Higher Education Articles July 4, 2014

Probably from the first days of cinema, movies and television shows using a hospital setting have been popular among viewers. However, the audience was generally transfixed by the heroic exploits of doctors, while nurses remained in the background, more as a decorative backdrop than as hospital staff that served any truly useful function.

While television shows like Scrubs have at least brought nurses more into focus, we are still being bombarded with stereotypes of movie nurses that influence public opinion on the personalities of nurses and the roles they play in the medical profession.

Movie Nurses: Fail!

One of the most offensive is MTV’s new “reality” show that depicts nine young nurses that travel to California in the interest of their profession. It would be more appropriately called Nurses Gone Wild than Scrubbing In.

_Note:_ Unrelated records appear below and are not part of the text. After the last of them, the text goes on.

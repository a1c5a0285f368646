//! Authoritative widget state and its projection to both presentations.
//!
//! Every control on the canvas is paired with a native input in the side
//! panel, and both must always display the same value no matter which side
//! the user edited. Instead of pushing values back and forth between the two
//! presentations (which needs a re-entrancy guard to avoid update loops),
//! the value lives exactly once, in [`ParamStore`]. The canvas chrome and
//! the native inputs are both one-directional projections of the store:
//!
//! - canvas edits call [`ParamStore::set`];
//! - native-input events call [`ParamStore::set`];
//! - every accepted mutation is forwarded once to the installed
//!   [`WidgetSink`] (which updates the native input's `value`/`checked` and
//!   fires its change notification), and a redraw is marked pending.
//!
//! Redraws are level-triggered: the host drains [`ParamStore::take_redraw`]
//! from its event loop, so any burst of mutations (for example the four
//! sliders updated by a single rotate/scale gesture) collapses into one
//! repaint with no suppression flag anywhere.

use tracing::debug;

/// Handle to one widget value in the store.
#[derive(Debug, Clone, Copy, PartialEq, Eq)]
pub struct WidgetId(pub(crate) usize);

impl WidgetId {
    /// Position in definition order. Hosts use this to pair widgets with
    /// their native inputs.
    pub fn index(&self) -> usize {
        self.0
    }
}

/// Handle to a host-side button action.
#[derive(Debug, Clone, Copy, PartialEq, Eq)]
pub struct ActionId(pub usize);

/// A widget value. Sliders and scale handles are `Number`, checkboxes are
/// `Flag`, radio groups are `Choice` (the selected index).
#[derive(Debug, Clone, Copy, PartialEq)]
pub enum Value {
    Number(f64),
    Flag(bool),
    Choice(usize),
}

/// Receives every accepted store mutation, exactly once per mutation.
///
/// The web crate's implementation writes the value into the paired native
/// input and dispatches its change event, so demo-level listeners observe
/// canvas edits exactly as if the user had used the native widget.
pub trait WidgetSink {
    fn widget_changed(&mut self, id: WidgetId, value: Value);
}

/// The single authoritative home of all widget values for one demo page.
///
/// Created on demo activation, discarded on teardown; holds no external
/// resources.
#[derive(Default)]
pub struct ParamStore {
    values: Vec<Value>,
    sink: Option<Box<dyn WidgetSink>>,
    redraw_pending: bool,
}

impl ParamStore {
    pub fn new() -> Self {
        Self::default()
    }

    /// Install the projection sink. At most one; installing replaces.
    pub fn set_sink(&mut self, sink: Box<dyn WidgetSink>) {
        self.sink = Some(sink);
    }

    pub fn define_number(&mut self, initial: f64) -> WidgetId {
        self.values.push(Value::Number(initial));
        WidgetId(self.values.len() - 1)
    }

    pub fn define_flag(&mut self, initial: bool) -> WidgetId {
        self.values.push(Value::Flag(initial));
        WidgetId(self.values.len() - 1)
    }

    pub fn define_choice(&mut self, initial: usize) -> WidgetId {
        self.values.push(Value::Choice(initial));
        WidgetId(self.values.len() - 1)
    }

    pub fn get(&self, id: WidgetId) -> Value {
        self.values[id.0]
    }

    /// Numeric value of `id`. Panics if `id` holds a flag or choice; a kind
    /// mismatch is a programming error, not a runtime condition.
    pub fn number(&self, id: WidgetId) -> f64 {
        match self.values[id.0] {
            Value::Number(v) => v,
            other => panic!("widget {:?} is not a number: {:?}", id, other),
        }
    }

    pub fn flag(&self, id: WidgetId) -> bool {
        match self.values[id.0] {
            Value::Flag(v) => v,
            other => panic!("widget {:?} is not a flag: {:?}", id, other),
        }
    }

    pub fn choice(&self, id: WidgetId) -> usize {
        match self.values[id.0] {
            Value::Choice(v) => v,
            other => panic!("widget {:?} is not a choice: {:?}", id, other),
        }
    }

    /// Store `value`, forward it to the sink, and mark a redraw pending.
    ///
    /// The new value kind must match the defined kind. Setting the value a
    /// widget already holds is a no-op: the projection to a native input
    /// fires that input's change event, whose listener echoes the value
    /// back into the store, and the echo must die here rather than cycle.
    pub fn set(&mut self, id: WidgetId, value: Value) {
        let slot = &mut self.values[id.0];
        match (&slot, &value) {
            (Value::Number(_), Value::Number(_))
            | (Value::Flag(_), Value::Flag(_))
            | (Value::Choice(_), Value::Choice(_)) => {}
            _ => panic!("widget {:?} kind mismatch: {:?} <- {:?}", id, slot, value),
        }
        if *slot == value {
            return;
        }
        *slot = value;
        debug!(?id, ?value, "widget changed");
        if let Some(sink) = self.sink.as_mut() {
            sink.widget_changed(id, value);
        }
        self.redraw_pending = true;
    }

    pub fn set_number(&mut self, id: WidgetId, v: f64) {
        self.set(id, Value::Number(v));
    }

    pub fn set_flag(&mut self, id: WidgetId, v: bool) {
        self.set(id, Value::Flag(v));
    }

    pub fn set_choice(&mut self, id: WidgetId, v: usize) {
        self.set(id, Value::Choice(v));
    }

    /// Flip a flag widget and return the new state.
    pub fn toggle(&mut self, id: WidgetId) -> bool {
        let next = !self.flag(id);
        self.set_flag(id, next);
        next
    }

    /// Group several mutations. Purely organizational: redraws are
    /// level-triggered, so the group repaints once either way, but call
    /// sites read better when a multi-widget push is one expression.
    pub fn batch<F: FnOnce(&mut Self)>(&mut self, f: F) {
        f(self);
    }

    /// True once per burst of mutations; clears the pending flag.
    pub fn take_redraw(&mut self) -> bool {
        std::mem::take(&mut self.redraw_pending)
    }

    /// Request a repaint without changing any widget (used by gestures that
    /// mutate demo-owned geometry such as vertex lists).
    pub fn request_redraw(&mut self) {
        self.redraw_pending = true;
    }
}

// ============================================================================
// Tests
// ============================================================================

#[cfg(test)]
mod tests {
    use super::*;
    use std::cell::RefCell;
    use std::rc::Rc;

    #[derive(Default)]
    struct Recorder {
        log: Rc<RefCell<Vec<(WidgetId, Value)>>>,
    }

    impl WidgetSink for Recorder {
        fn widget_changed(&mut self, id: WidgetId, value: Value) {
            self.log.borrow_mut().push((id, value));
        }
    }

    fn store_with_recorder() -> (ParamStore, Rc<RefCell<Vec<(WidgetId, Value)>>>) {
        let log = Rc::new(RefCell::new(Vec::new()));
        let mut store = ParamStore::new();
        store.set_sink(Box::new(Recorder { log: log.clone() }));
        (store, log)
    }

    #[test]
    fn test_set_forwards_to_sink_once() {
        let (mut store, log) = store_with_recorder();
        let id = store.define_number(1.0);
        store.set_number(id, 2.5);
        assert_eq!(store.number(id), 2.5);
        assert_eq!(log.borrow().len(), 1);
        assert_eq!(log.borrow()[0], (id, Value::Number(2.5)));
    }

    #[test]
    fn test_double_toggle_round_trips_with_two_notifications() {
        let (mut store, log) = store_with_recorder();
        let id = store.define_flag(true);
        store.toggle(id);
        store.toggle(id);
        assert!(store.flag(id));
        assert_eq!(log.borrow().len(), 2);
    }

    #[test]
    fn test_redraw_is_level_triggered() {
        let (mut store, _log) = store_with_recorder();
        let a = store.define_number(0.0);
        let b = store.define_number(0.0);
        assert!(!store.take_redraw());
        store.batch(|s| {
            s.set_number(a, 1.0);
            s.set_number(b, 2.0);
        });
        assert!(store.take_redraw());
        assert!(!store.take_redraw());
    }

    #[test]
    fn test_choice_widget() {
        let (mut store, log) = store_with_recorder();
        let id = store.define_choice(0);
        store.set_choice(id, 3);
        assert_eq!(store.choice(id), 3);
        assert_eq!(log.borrow()[0], (id, Value::Choice(3)));
    }

    #[test]
    fn test_setting_unchanged_value_is_silent() {
        // The projection echo: a native input's change listener writes the
        // value it just received straight back. No notification, no redraw.
        let (mut store, log) = store_with_recorder();
        let id = store.define_number(4.0);
        store.set_number(id, 4.0);
        assert!(log.borrow().is_empty());
        assert!(!store.take_redraw());
    }

    #[test]
    #[should_panic]
    fn test_kind_mismatch_panics() {
        let mut store = ParamStore::new();
        let id = store.define_flag(false);
        store.set_number(id, 1.0);
    }
}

The movie nurses are apparently hired more for their hot bodies than for their credentials, as two show up without even producing their RN license.

They seem to have very little concern for hospital procedures, are unfamiliar with starting IVs, do not practice patient confidentiality, abandon their unit on a whim, and will sit down on patients’ beds in dirty scrubs. Their main conversation involves appraising the hottest doctors, discussing their boobs, and going to parties.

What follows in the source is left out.